Public Release: 

2003 winners of Collegiate Inventors Competition announced in NYC

Students receive prizes of $15,000 to $50,000 for new technologies that will change the world

National Inventors Hall of Fame

New York (October 23, 2003)--At a ceremony held at the New York Public Library, the Collegiate Inventors Competition announced its 2003 winners. This year's winners have found ways to generate insulin for diabetics, perform environmental testing with microscopic sensors, and make electronic circuits smaller than ever before.

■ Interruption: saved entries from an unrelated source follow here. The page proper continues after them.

//! Lazy cell escalation.
//!
//! A wrapped range that still maps 1:1 onto host positions carries an
//! [`Origin`]. Rows and columns derived from it hold explicit locator
//! handles; the host resolver is only called when user code asks for a
//! cell snapshot.

use std::fmt;
use std::sync::Arc;

use super::snapshot::CellSnapshot;
use crate::error::QueryError;

/// Host cell-resolution bridge: `(sheet, row, col)` with 1-based positions.
pub type CellResolver = Arc<dyn Fn(&str, usize, usize) -> Result<CellSnapshot, String> + Send + Sync>;

/// Absolute anchor of a buffer's top-left element (1-based).
#[derive(Clone, Debug, PartialEq, Eq, Hash)]
pub struct Origin {
    pub sheet: String,
    pub top: usize,
    pub left: usize,
}

impl Origin {
    pub fn new(sheet: impl Into<String>, top: usize, left: usize) -> Origin {
        Origin {
            sheet: sheet.into(),
            top,
            left,
        }
    }

    /// Host position of buffer element `(row, col)`.
    pub fn position(&self, row: usize, col: usize) -> (usize, usize) {
        (self.top + row, self.left + col)
    }
}

/// What a range knows about escalation at wrap time.
#[derive(Clone)]
pub(crate) struct Anchor {
    pub origin: Origin,
    pub resolver: Option<CellResolver>,
}

impl Anchor {
    pub fn row(&self, row: usize) -> RowLocator {
        RowLocator {
            sheet: Arc::from(self.origin.sheet.as_str()),
            row: self.origin.top + row,
            left: self.origin.left,
            resolver: self.resolver.clone(),
        }
    }
}

impl fmt::Debug for Anchor {
    fn fmt(&self, f: &mut fmt::Formatter<'_>) -> fmt::Result {
        f.debug_struct("Anchor")
            .field("origin", &self.origin)
            .field("resolver", &self.resolver.is_some())
            .finish()
    }
}

/// Locates the cells of one row.
#[derive(Clone)]
pub struct RowLocator {
    sheet: Arc<str>,
    row: usize,
    left: usize,
    resolver: Option<CellResolver>,
}

impl RowLocator {
    pub fn column(&self, col: usize) -> CellLocator {
        CellLocator {
            sheet: self.sheet.clone(),
            row: self.row,
            col: self.left + col,
            resolver: self.resolver.clone(),
        }
    }
}

impl fmt::Debug for RowLocator {
    fn fmt(&self, f: &mut fmt::Formatter<'_>) -> fmt::Result {
        write!(f, "RowLocator({}!{})", self.sheet, self.row)
    }
}

/// Locates one host cell and resolves it on demand.
#[derive(Clone)]
pub struct CellLocator {
    sheet: Arc<str>,
    row: usize,
    col: usize,
    resolver: Option<CellResolver>,
}

impl CellLocator {
    pub fn position(&self) -> (usize, usize) {
        (self.row, self.col)
    }

    pub fn resolve(&self) -> Result<CellSnapshot, QueryError> {
        let Some(resolver) = self.resolver.as_ref() else {
            return Err(QueryError::CellAccessUnavailable(
                "no cell resolution bridge is registered".to_string(),
            ));
        };
        tracing::trace!(sheet = %self.sheet, row = self.row, col = self.col, "resolving cell");
        resolver(&self.sheet, self.row, self.col).map_err(QueryError::Resolver)
    }
}

impl fmt::Debug for CellLocator {
    fn fmt(&self, f: &mut fmt::Formatter<'_>) -> fmt::Result {
        write!(f, "CellLocator({}!R{}C{})", self.sheet, self.row, self.col)
    }
}

/// Resolve through an optional locator, failing when the value carries none.
pub fn resolve_cell(locator: Option<&CellLocator>) -> Result<CellSnapshot, QueryError> {
    match locator {
        Some(locator) => locator.resolve(),
        None => Err(QueryError::CellAccessUnavailable(
            "value has no origin (derived ranges and materialized data cannot escalate)"
                .to_string(),
        )),
    }
}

Two undergraduate winners, two graduate winners, and one grand prizewinner were selected from fifteen finalist teams. Advisors for each winning team were also recognized for their contributions. The 2003 winners are:

Grand Prize Winner, $50,000
Jamie Link, Smart Dust: Programmable Silicon Particles, University of California, San Diego

Graduate Winner, $25,000
Rongchao Jin, Yunwei Charles Cao, Gabriella Métraux, Silver Nanoprism Synthesis, Northwestern University

Graduate Winner, $25,000
Keith Aubin, Robert Reichenbach, Maxim Zalalutdinov, Micromechanical Device for Telecommunications, Cornell University

Undergraduate Winner, $15,000
Colette Shen, Insulin-secreting Cells, Harvard University

Undergraduate Winner, $15,000
Deborah Loxam-Kohl, Felting Machine for 3-D Forms, Alberta College of Art & Design

In celebration of their great achievements and in recognition of how their work will impact tomorrow's economy, the winners will be taken to the New York Stock Exchange to ring The Opening BellTM on October 24th. The winners will accompany Stephen Squires, Chief Science Officer of the Hewlett-Packard Company, a sponsor of the competition. Also in attendance will be James E. Rogan, Under Secretary of Intellectual Property for the Department of Commerce and Director of the U.S. Patent and Trademark Office, another sponsor of the competition. The Collegiate Inventors Competition is a program of the National Inventors Hall of Fame.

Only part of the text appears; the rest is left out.